Осторожно – дети! Инструкция по применению - Маша Трауб 13 стр.


– Пап, а миллион чего?

– Анжела, а миллион чего? – спросил отец у той, что, видимо, стояла рядом.

– Долларов, – сказал отец в трубку явно по подсказке.

– Пап, а почему миллион, а не два? – спросил устало Артем.

– Анжела сказала, что миллиона хватит, – ответил серьезно отец.

– Пап, у меня нет таких денег, ты же знаешь, – сказал Артем.

– Анжела, он говорит, что у него нет таких денег!

Когда отец позвонил в первый раз и попросил пятьсот долларов, причем срочно – вопрос жизни и смерти, – Артем купил билет на ближайший рейс и прилетел в Москву. В квартиру было невозможно зайти – там стоял затхлый, кислый запах. В коридоре громоздились какие-то сумки помоечного вида, повсюду валялись вещи. При этом следы женщины в квартире все-таки ощущались. Тарелки были помыты и свалены в огромную гору на полотенце.

– Пап, что случилось? – спросил Артем.

Пока он летел, то успел подумать, что отец связался с черными риелторами, что его убьют, чтобы забрать хоть и не престижную, но все-таки квартиру.

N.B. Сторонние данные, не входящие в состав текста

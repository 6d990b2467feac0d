//! Offline analysis service serving recorded responses.

use super::{AnalysisService, DocumentLocation};
use crate::error::{Error, Result};
use crate::model::AnalysisPage;
use std::fs;
use std::path::{Path, PathBuf};

/// [`AnalysisService`] that answers from recorded response files.
///
/// For an object named `report.pdf` the recording is `<dir>/report.json`,
/// holding either one response object or an array of response pages. The
/// job identifier is the object name. Continuation tokens are page indexes;
/// recorded `NextToken` values are replaced so the pages chain in file order.
#[derive(Debug, Clone)]
pub struct ReplayService {
    dir: PathBuf,
}

impl ReplayService {
    /// Serve recordings from `dir`.
    pub fn new(dir: impl Into<PathBuf>) -> Self {
        Self { dir: dir.into() }
    }

    /// Path of the recording for an object name.
    pub fn recording_path(&self, name: &str) -> PathBuf {
        let stem = Path::new(name)
            .file_stem()
            .map(|s| s.to_string_lossy().into_owned())
            .unwrap_or_else(|| name.to_string());
        self.dir.join(format!("{}.json", stem))
    }

    fn load(&self, job_id: &str) -> Result<Vec<AnalysisPage>> {
        let path = self.recording_path(job_id);
        let data = fs::read_to_string(&path)
            .map_err(|e| Error::Service(format!("no recording at {}: {}", path.display(), e)))?;
        load_pages(&data)
    }
}

impl AnalysisService for ReplayService {
    fn start_analysis(&self, location: &DocumentLocation) -> Result<String> {
        let path = self.recording_path(&location.name);
        if !path.is_file() {
            return Err(Error::Service(format!(
                "no recording for {} at {}",
                location,
                path.display()
            )));
        }
        Ok(location.name.clone())
    }

    fn get_analysis(&self, job_id: &str, next_token: Option<&str>) -> Result<AnalysisPage> {
        let mut pages = self.load(job_id)?;
        let index = match next_token {
            None => 0,
            Some(token) => token
                .parse::<usize>()
                .map_err(|_| Error::Service(format!("invalid continuation token: {}", token)))?,
        };
        if index >= pages.len() {
            return Err(Error::Service(format!(
                "page {} out of range for job {} ({} pages)",
                index,
                job_id,
                pages.len()
            )));
        }

        let count = pages.len();
        let mut page = pages.swap_remove(index);
        page.next_token = (index + 1 < count).then(|| (index + 1).to_string());
        Ok(page)
    }
}

/// Decode a recorded response: one page object or an array of pages.
pub fn load_pages(data: &str) -> Result<Vec<AnalysisPage>> {
    let value: serde_json::Value = serde_json::from_str(data)?;
    let pages = if value.is_array() {
        serde_json::from_value(value)?
    } else {
        vec![serde_json::from_value(value)?]
    };
    Ok(pages)
}
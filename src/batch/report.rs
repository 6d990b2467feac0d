//! Per-document outcomes and the batch summary.

use crate::render::TableCsv;
use serde::{Deserialize, Serialize};
use std::fmt;

/// Primary result of processing one document.
#[derive(Debug, Clone, PartialEq, Eq, Serialize, Deserialize)]
#[serde(tag = "status", rename_all = "snake_case")]
pub enum DocumentOutcome {
    /// Tables were found and written
    Tables {
        /// Rendered tables, numbered from 1
        tables: Vec<TableCsv>,
    },
    /// The job succeeded without detecting a table
    NoTables,
    /// Staging, analysis or writing failed
    Failed {
        /// Error description
        error: String,
    },
}

/// What happened to one document of a batch.
#[derive(Debug, Clone, PartialEq, Eq, Serialize, Deserialize)]
pub struct DocumentReport {
    /// Document file name, also the staged object name
    pub name: String,

    /// Primary outcome
    pub outcome: DocumentOutcome,

    /// Failure to remove the staged object, if any
    #[serde(default, skip_serializing_if = "Option::is_none")]
    pub cleanup_error: Option<String>,
}

impl DocumentReport {
    /// Create a report with no cleanup error.
    pub fn new(name: impl Into<String>, outcome: DocumentOutcome) -> Self {
        Self {
            name: name.into(),
            outcome,
            cleanup_error: None,
        }
    }

    /// Whether the primary outcome is not a failure.
    pub fn is_success(&self) -> bool {
        !matches!(self.outcome, DocumentOutcome::Failed { .. })
    }

    /// Tables produced for this document.
    pub fn tables(&self) -> &[TableCsv] {
        match &self.outcome {
            DocumentOutcome::Tables { tables } => tables.as_slice(),
            _ => &[],
        }
    }
}

impl fmt::Display for DocumentReport {
    fn fmt(&self, f: &mut fmt::Formatter<'_>) -> fmt::Result {
        writeln!(f, "Processing {}:", self.name)?;
        match &self.outcome {
            DocumentOutcome::Tables { tables } => write!(
                f,
                "  - Extracted {} table(s) from {}",
                tables.len(),
                self.name
            )?,
            DocumentOutcome::NoTables => write!(f, "  - No tables found in {}", self.name)?,
            DocumentOutcome::Failed { error } => {
                write!(f, "  - Error processing {}: {}", self.name, error)?
            }
        }
        if let Some(ref error) = self.cleanup_error {
            write!(
                f,
                "\n  - Error deleting {} from storage: {}",
                self.name, error
            )?;
        }
        Ok(())
    }
}

/// Aggregated result of a batch run, one report per input document in order.
#[derive(Debug, Clone, Default, PartialEq, Eq, Serialize, Deserialize)]
pub struct BatchSummary {
    /// Reports in input order
    pub documents: Vec<DocumentReport>,
}

impl BatchSummary {
    /// Number of documents whose primary outcome is not a failure.
    pub fn succeeded(&self) -> usize {
        self.documents.iter().filter(|d| d.is_success()).count()
    }

    /// Number of documents that failed.
    pub fn failed(&self) -> usize {
        self.documents.len() - self.succeeded()
    }

    /// Total tables across all documents.
    pub fn table_count(&self) -> usize {
        self.documents.iter().map(|d| d.tables().len()).sum()
    }

    /// Report for a document name.
    pub fn get(&self, name: &str) -> Option<&DocumentReport> {
        self.documents.iter().find(|d| d.name == name)
    }
}

impl fmt::Display for BatchSummary {
    fn fmt(&self, f: &mut fmt::Formatter<'_>) -> fmt::Result {
        for (i, report) in self.documents.iter().enumerate() {
            if i > 0 {
                f.write_str("\n---\n")?;
            }
            write!(f, "{}", report)?;
        }
        Ok(())
    }
}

– Артюша, как хорошо, что ты приехал. – Отец нисколько не удивился, увидев сына буквально через сутки после телефонного разговора. – Вале нужно купить квартиру. Я обещал.

– Какой Вале?

– Моей Вале! – Отец плотоядно захихикал, от чего у Артема даже свело челюсть: представить себе отца в роли героя-любовника он не мог. – У нее такая ситуация, что ей без квартиры просто никак.

Артем улетел ближайшим рейсом.

Эти женщины – Вали, Анжелы, Светы – появлялись у отца регулярно. Артем перестал реагировать на звонки отца. Ничего не менялось – женщины были хорошими, деньги нужны срочно. Только цена возрастала – то тысяча долларов, то пять, то вот – миллион. Что он им рассказывал? Что у него богатый сын за границей? А они? Настолько были небрезгливы, что подстирывали, убирали, готовили, соотнося затраты с перспективой? Отец явно звонил Артему в их присутствии. У него точно кто-то стоял за спиной. Начитавшись новостей из России, Артем удивлялся, как отца еще никто не убил. Но когда бы сын ни приехал, отец всегда был один – никакой Вали, Анжелы, Светы Артем так ни разу и не увидел.

Они с отцом не были близки и, говоря честно, плохо знали друг друга. Так сложилась жизнь. И сейчас Артем видел перед собой пожилого, грязного мужчину с блестящими, безумными глазами, который хочет денег. Не для себя, а для очень хорошей женщины. И, как ребенок, обижается и отказывается понимать, почему сын не может исполнить его желание.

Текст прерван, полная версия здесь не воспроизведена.